This is an implementation of ResNet introduced in the paper **Deep Residual Learning for Image Recognition** found [here](https://arxiv.org/abs/1512.03385). This notebook is just a way for me to have an understanding of what I did in the code found in `resnet.py`.

### Preparing the Project

In [None]:
%pip install torch

In [None]:
import torch
import torch.nn as nn

### Building ResNet

ResNet is basically consists of 5 main layers where 4 of them are residual blocks that have almost identical architecture. We can build these individual block in a reusable component (`class`).

In [None]:
class Block(nn.Module):
    def __init__(self, in_channels, out_channels, downsample=None, stride=1):
        super().__init__()
        self.expansion = 4
        self.conv1 = nn.Conv2d(in_channels, out_channels, kernel_size=1, stride=1, padding=0)
        self.bn1 = nn.BatchNorm2d(out_channels)
        self.conv2 = nn.Conv2d(out_channels, out_channels, kernel_size=3, stride=stride, padding=1)
        self.bn2 = nn.BatchNorm2d(out_channels)
        self.conv3 = nn.Conv3d(out_channels, out_channels*self.expansion, kernel_size=1, stride=1, padding=0)
        self.bn3 = nn.BatchNorm2d(out_channels*self.expansion)
        self.relu = nn.ReLU()
        self.downsample = downsample

    def forward(self, x):
        donwsample = x

        x = self.conv1(x)
        x = self.bn1(x)
        x = self.conv2(x)
        x = self.bn2(x)
        x = self.conv3(x)
        x = self.bn3(x)
        x = self.relu(x)

        if self.downsample is not None:
            donwsample = self.downsample(donwsample)

        x += donwsample
        x = self.relu(x)
        return x

Few key things to note.

`in_channels` : the number of channels going into the layer (block in this case as well).
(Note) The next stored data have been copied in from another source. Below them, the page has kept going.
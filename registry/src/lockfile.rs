//! Contract and plugin lockfiles.
//!
//! The contract lock pins every tracked schema/contract file by SHA-256
//! and is verified before anything else at boot; a mismatch is fatal.
//! The plugin lock pins each plugin's manifest and directory hash; a
//! mismatched plugin is rejected while the rest continue loading.

use crate::RegistryError;
use autocap_spec::{sha256_dir, sha256_file};
use serde::{Deserialize, Serialize};
use serde_json::Value;
use std::collections::BTreeMap;
use std::path::Path;

/// Contract lockfile: relative path → SHA-256.
#[derive(Debug, Clone, Serialize, Deserialize, Default)]
pub struct ContractLock {
    /// Tracked contract files.
    #[serde(default)]
    pub files: BTreeMap<String, String>,
}

/// One plugin's lock record.
#[derive(Debug, Clone, Serialize, Deserialize, PartialEq, Eq)]
pub struct PluginLockRecord {
    /// SHA-256 of `plugin.json`.
    pub manifest_sha256: String,
    /// SHA-256 over the plugin directory in sorted order.
    pub artifact_sha256: String,
    /// Software bill of materials, carried opaque.
    #[serde(default)]
    pub sbom: Value,
}

/// Plugin lockfile: plugin id → lock record.
#[derive(Debug, Clone, Serialize, Deserialize, Default)]
pub struct PluginLocks {
    /// Locked plugins.
    #[serde(default)]
    pub plugins: BTreeMap<String, PluginLockRecord>,
}

impl PluginLocks {
    /// Load the lockfile; a missing file is an empty lock set.
    pub fn load(path: &Path) -> Result<PluginLocks, RegistryError> {
        if !path.exists() {
            return Ok(PluginLocks::default());
        }
        let bytes = std::fs::read(path)?;
        serde_json::from_slice(&bytes)
            .map_err(|err| RegistryError::ContractViolation(format!("plugin lockfile: {err}")))
    }

    /// Verify one plugin against its lock record. Returns the mismatch
    /// labels (`missing_lock`, `manifest_hash`, `artifact_hash`).
    pub fn verify(
        &self,
        plugin_id: &str,
        manifest_path: &Path,
        plugin_dir: &Path,
    ) -> Result<Vec<String>, RegistryError> {
        let Some(expected) = self.plugins.get(plugin_id) else {
            return Ok(vec![format!("missing_lock:{plugin_id}")]);
        };
        let mut mismatches = Vec::new();
        let manifest_hash = sha256_file(manifest_path)?;
        if manifest_hash != expected.manifest_sha256 {
            mismatches.push(format!("manifest_hash:{plugin_id}"));
        }
        let artifact_hash = sha256_dir(plugin_dir)?;
        if artifact_hash != expected.artifact_sha256 {
            mismatches.push(format!("artifact_hash:{plugin_id}"));
        }
        Ok(mismatches)
    }

    /// Build a lock record for a plugin directory (lockfile generation).
    pub fn record_for(
        manifest_path: &Path,
        plugin_dir: &Path,
        sbom: Value,
    ) -> Result<PluginLockRecord, RegistryError> {
        Ok(PluginLockRecord {
            manifest_sha256: sha256_file(manifest_path)?,
            artifact_sha256: sha256_dir(plugin_dir)?,
            sbom,
        })
    }
}

/// Verify the contract lockfile: every tracked file must exist with the
/// pinned hash. Fatal on any mismatch.
pub fn verify_contract_lock(lock_path: &Path, root: &Path) -> Result<(), RegistryError> {
    if !lock_path.exists() {
        return Err(RegistryError::ContractViolation(format!(
            "missing contract lockfile {}",
            lock_path.display()
        )));
    }
    let bytes = std::fs::read(lock_path)?;
    let lock: ContractLock = serde_json::from_slice(&bytes)
        .map_err(|err| RegistryError::ContractViolation(format!("contract lockfile: {err}")))?;
    let mut mismatches = Vec::new();
    for (rel, expected) in &lock.files {
        let path = root.join(rel);
        if !path.exists() {
            mismatches.push(format!("missing:{rel}"));
            continue;
        }
        if sha256_file(&path)? != *expected {
            mismatches.push(format!("hash_mismatch:{rel}"));
        }
    }
    if mismatches.is_empty() {
        Ok(())
    } else {
        mismatches.truncate(5);
        Err(RegistryError::ContractViolation(format!(
            "contract lock mismatch: {}",
            mismatches.join(", ")
        )))
    }
}

#[cfg(test)]
mod tests {
    use super::*;
    use serde_json::json;

    #[test]
    fn contract_lock_detects_tampering() {
        let dir = tempfile::tempdir().unwrap();
        let contracts = dir.path().join("contracts");
        std::fs::create_dir_all(&contracts).unwrap();
        let schema = contracts.join("config_schema.json");
        std::fs::write(&schema, b"{}").unwrap();
        let lock = ContractLock {
            files: BTreeMap::from([(
                "contracts/config_schema.json".to_string(),
                autocap_spec::sha256_hex(b"{}"),
            )]),
        };
        let lock_path = dir.path().join("contracts/lock.json");
        std::fs::write(&lock_path, serde_json::to_vec(&lock).unwrap()).unwrap();
        verify_contract_lock(&lock_path, dir.path()).unwrap();

        std::fs::write(&schema, b"{\"tampered\": true}").unwrap();
        let err = verify_contract_lock(&lock_path, dir.path()).unwrap_err();
        assert!(matches!(err, RegistryError::ContractViolation(_)));
    }

    #[test]
    fn missing_contract_lock_is_fatal() {
        let dir = tempfile::tempdir().unwrap();
        let err =
            verify_contract_lock(&dir.path().join("contracts/lock.json"), dir.path()).unwrap_err();
        assert!(matches!(err, RegistryError::ContractViolation(_)));
    }

    #[test]
    fn plugin_lock_roundtrip_and_mismatch() {
        let dir = tempfile::tempdir().unwrap();
        let plugin_dir = dir.path().join("builtin.example");
        std::fs::create_dir_all(&plugin_dir).unwrap();
        let manifest_path = plugin_dir.join("plugin.json");
        std::fs::write(
            &manifest_path,
            serde_json::to_vec(&json!({"plugin_id": "builtin.example", "version": "1"})).unwrap(),
        )
        .unwrap();
        let record =
            PluginLocks::record_for(&manifest_path, &plugin_dir, json!({"packages": []})).unwrap();
        let locks = PluginLocks {
            plugins: BTreeMap::from([("builtin.example".to_string(), record)]),
        };
        assert!(locks
            .verify("builtin.example", &manifest_path, &plugin_dir)
            .unwrap()
            .is_empty());

        std::fs::write(plugin_dir.join("extra.bin"), b"drift").unwrap();
        let mismatches = locks
            .verify("builtin.example", &manifest_path, &plugin_dir)
            .unwrap();
        assert_eq!(mismatches, vec!["artifact_hash:builtin.example".to_string()]);

        assert_eq!(
            locks
                .verify("builtin.unknown", &manifest_path, &plugin_dir)
                .unwrap(),
            vec!["missing_lock:builtin.unknown".to_string()]
        );
    }
}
`out_channels` : the number of channels that will be produced by the layer 

Starting from `conv2d`, we input the `out_channel` as `in_channel` because `conv2` operates on the results of `conv1` and since `conv1` returns a feature map with `out_channel` channels, we pass it along as such.
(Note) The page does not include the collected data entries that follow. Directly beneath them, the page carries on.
//! Capability table: string-keyed externally (the plugin contract),
//! typed internally through a tagged enum, with a process-wide network
//! deny guard and per-invocation audit rows.

use crate::RegistryError;
use autocap_store::{
    AnchorWriter, AuditLog, BlobStore, EventBuilder, JournalWriter, LedgerWriter, MediaStore,
    MetadataStore, TelemetryStore,
};
use parking_lot::RwLock;
use serde_json::{json, Value};
use std::collections::HashMap;
use std::sync::atomic::{AtomicBool, Ordering};
use std::sync::Arc;

/// Derived-artifact extractor (OCR, VLM, UI layout) behind a plugin.
pub trait Extractor: Send + Sync {
    /// Extract derived content from an evidence record.
    fn extract(&self, record: &Value) -> Result<Value, RegistryError>;
    /// Extractor kind label, e.g. `ocr`.
    fn kind(&self) -> &str;
}

/// Generic capability surface for plugin-provided capabilities.
pub trait PluginCapability: Send + Sync {
    /// Invoke a method with a JSON payload.
    fn invoke(&self, method: &str, payload: &Value) -> Result<Value, RegistryError>;
}

/// Typed capability dispatch. The string table is the external contract;
/// dispatch inside the kernel is through these variants.
#[derive(Clone)]
pub enum Capability {
    /// Journal writer.
    Journal(Arc<JournalWriter>),
    /// Ledger writer.
    Ledger(Arc<LedgerWriter>),
    /// Anchor writer.
    Anchor(Arc<AnchorWriter>),
    /// Media store.
    Media(Arc<MediaStore>),
    /// Metadata store.
    Metadata(Arc<MetadataStore>),
    /// Encrypted blob store.
    Blob(Arc<BlobStore>),
    /// Telemetry snapshot store.
    Telemetry(Arc<TelemetryStore>),
    /// Event builder.
    EventBuilder(Arc<EventBuilder>),
    /// Derived-artifact extractor.
    Extractor(Arc<dyn Extractor>),
    /// Plugin-defined capability.
    Plugin(Arc<dyn PluginCapability>),
}

impl Capability {
    fn kind(&self) -> &'static str {
        match self {
            Capability::Journal(_) => "journal",
            Capability::Ledger(_) => "ledger",
            Capability::Anchor(_) => "anchor",
            Capability::Media(_) => "media",
            Capability::Metadata(_) => "metadata",
            Capability::Blob(_) => "blob",
            Capability::Telemetry(_) => "telemetry",
            Capability::EventBuilder(_) => "event_builder",
            Capability::Extractor(_) => "extractor",
            Capability::Plugin(_) => "plugin",
        }
    }
}

struct CapabilityEntry {
    capability: Capability,
    network_allowed: bool,
    plugin_id: Option<String>,
}

/// Process-wide network deny flag. Initialized denied at boot; only the
/// egress gateway capability may be allowed through.
pub struct NetworkGuard {
    deny: AtomicBool,
}

impl NetworkGuard {
    /// Guard starting in the denied state.
    pub fn new() -> Self {
        NetworkGuard {
            deny: AtomicBool::new(true),
        }
    }

    /// Whether the process-wide deny is active.
    pub fn denied(&self) -> bool {
        self.deny.load(Ordering::SeqCst)
    }

    /// Check an outbound attempt by a capability.
    pub fn check(&self, capability_name: &str, network_allowed: bool) -> Result<(), RegistryError> {
        if self.denied() && !network_allowed {
            return Err(RegistryError::NetworkDenied(capability_name.to_string()));
        }
        Ok(())
    }
}

impl Default for NetworkGuard {
    fn default() -> Self {
        NetworkGuard::new()
    }
}

/// The singleton plugin id allowed outbound network.
pub const EGRESS_GATEWAY_PLUGIN: &str = "builtin.egress.gateway";

/// String-keyed capability table.
pub struct CapabilityTable {
    entries: RwLock<HashMap<String, CapabilityEntry>>,
    guard: Arc<NetworkGuard>,
    audit: Option<Arc<AuditLog>>,
}

impl CapabilityTable {
    /// New table over the network guard, auditing invocations when a log
    /// is supplied.
    pub fn new(guard: Arc<NetworkGuard>, audit: Option<Arc<AuditLog>>) -> Self {
        CapabilityTable {
            entries: RwLock::new(HashMap::new()),
            guard,
            audit,
        }
    }

    /// Register (or replace) a capability.
    pub fn register(
        &self,
        name: &str,
        capability: Capability,
        network_allowed: bool,
        plugin_id: Option<&str>,
    ) {
        tracing::debug!(name, kind = capability.kind(), network_allowed, "capability registered");
        self.entries.write().insert(
            name.to_string(),
            CapabilityEntry {
                capability,
                network_allowed,
                plugin_id: plugin_id.map(str::to_string),
            },
        );
    }

    /// Fetch a capability by name.
    pub fn get(&self, name: &str) -> Result<Capability, RegistryError> {
        self.entries
            .read()
            .get(name)
            .map(|entry| entry.capability.clone())
            .ok_or_else(|| RegistryError::UnknownCapability(name.to_string()))
    }

    /// Whether a capability is registered.
    pub fn has(&self, name: &str) -> bool {
        self.entries.read().contains_key(name)
    }

    /// All registered capability names.
    pub fn names(&self) -> Vec<String> {
        let mut names: Vec<String> = self.entries.read().keys().cloned().collect();
        names.sort();
        names
    }

    /// Whether a capability may use the network.
    pub fn ensure_network(&self, name: &str) -> Result<(), RegistryError> {
        let entries = self.entries.read();
        let entry = entries
            .get(name)
            .ok_or_else(|| RegistryError::UnknownCapability(name.to_string()))?;
        self.guard.check(name, entry.network_allowed)
    }

    /// Plugin ids currently granted network. The doctor check requires
    /// this to be exactly `{builtin.egress.gateway}` when non-empty.
    pub fn network_allowed_plugins(&self) -> Vec<String> {
        let mut ids: Vec<String> = self
            .entries
            .read()
            .values()
            .filter(|entry| entry.network_allowed)
            .filter_map(|entry| entry.plugin_id.clone())
            .collect();
        ids.sort();
        ids.dedup();
        ids
    }

    /// Invoke a plugin capability with audit recording.
    pub fn invoke(
        &self,
        name: &str,
        method: &str,
        payload: &Value,
    ) -> Result<Value, RegistryError> {
        let (capability, plugin_id) = {
            let entries = self.entries.read();
            let entry = entries
                .get(name)
                .ok_or_else(|| RegistryError::UnknownCapability(name.to_string()))?;
            (entry.capability.clone(), entry.plugin_id.clone())
        };
        let Capability::Plugin(target) = capability else {
            return Err(RegistryError::Plugin {
                plugin_id: plugin_id.unwrap_or_default(),
                message: format!("capability {name} is not invokable"),
            });
        };
        let result = target.invoke(method, payload);
        if let Some(audit) = &self.audit {
            let row = json!({
                "plugin_id": plugin_id.clone().unwrap_or_default(),
                "capability": name,
                "method": method,
                "ok": result.is_ok(),
                "ts_utc": autocap_spec::now_utc(),
            });
            if let Err(err) = audit.append("plugin.exec", "plugin.registry", if result.is_ok() { "ok" } else { "error" }, row) {
                tracing::warn!(error = %err, "plugin exec audit append failed");
            }
        }
        result
    }
}

#[cfg(test)]
mod tests {
    use super::*;

    struct Echo;
    impl PluginCapability for Echo {
        fn invoke(&self, method: &str, payload: &Value) -> Result<Value, RegistryError> {
            if method == "fail" {
                return Err(RegistryError::Plugin {
                    plugin_id: "builtin.echo".into(),
                    message: "requested failure".into(),
                });
            }
            Ok(json!({"method": method, "payload": payload}))
        }
    }

    fn table(dir: &std::path::Path) -> (CapabilityTable, Arc<AuditLog>) {
        let audit = Arc::new(AuditLog::open(&dir.join("audit.ndjson")).unwrap());
        let table = CapabilityTable::new(Arc::new(NetworkGuard::new()), Some(Arc::clone(&audit)));
        (table, audit)
    }

    #[test]
    fn invocation_writes_audit_rows() {
        let dir = tempfile::tempdir().unwrap();
        let (table, audit) = table(dir.path());
        table.register(
            "egress.gateway",
            Capability::Plugin(Arc::new(Echo)),
            true,
            Some(EGRESS_GATEWAY_PLUGIN),
        );
        table.invoke("egress.gateway", "send", &json!({"n": 1})).unwrap();
        let _ = table.invoke("egress.gateway", "fail", &json!({}));
        let rows = audit.read_all().unwrap();
        assert_eq!(rows.len(), 2);
        assert_eq!(rows[0].details["ok"], json!(true));
        assert_eq!(rows[1].outcome, "error");
        assert_eq!(rows[1].details["capability"], json!("egress.gateway"));
    }

    #[test]
    fn network_denied_for_unprivileged_capability() {
        let dir = tempfile::tempdir().unwrap();
        let (table, _audit) = table(dir.path());
        table.register(
            "extract.ocr",
            Capability::Plugin(Arc::new(Echo)),
            false,
            Some("builtin.extract.ocr"),
        );
        let err = table.ensure_network("extract.ocr").unwrap_err();
        assert!(matches!(err, RegistryError::NetworkDenied(_)));
        table.register(
            "egress.gateway",
            Capability::Plugin(Arc::new(Echo)),
            true,
            Some(EGRESS_GATEWAY_PLUGIN),
        );
        table.ensure_network("egress.gateway").unwrap();
        assert_eq!(
            table.network_allowed_plugins(),
            vec![EGRESS_GATEWAY_PLUGIN.to_string()]
        );
    }
}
`conv2` has its stride not set to 1 for
- faster convolution given the larger kernel
- reduce computational load for the next layer (reduced spatial dimension)

Regarding the `if` statement that checks if `downsample` is not `None`, this is done to ensure the dimensions of the input will be the same as the dimensions of the output because if it's not, it will require the input to go through a`downsample` function before converging with the output with `+`.

In [None]:
class ResNet(nn.Module):
    def __init__(self, block, layers, image_channels, num_classes):
        super().__init__()
        self.in_channels = 64
        self.conv1 = nn.Conv2d(image_channels, 64, kernel_size=7, stride=2, padding=3)
        self.bn1 = nn.BatchNorm2d(64)
        self.relu = nn.ReLU()
        self.maxpool = nn.MaxPool2d(kernel_size=3, stride=2, padding=1)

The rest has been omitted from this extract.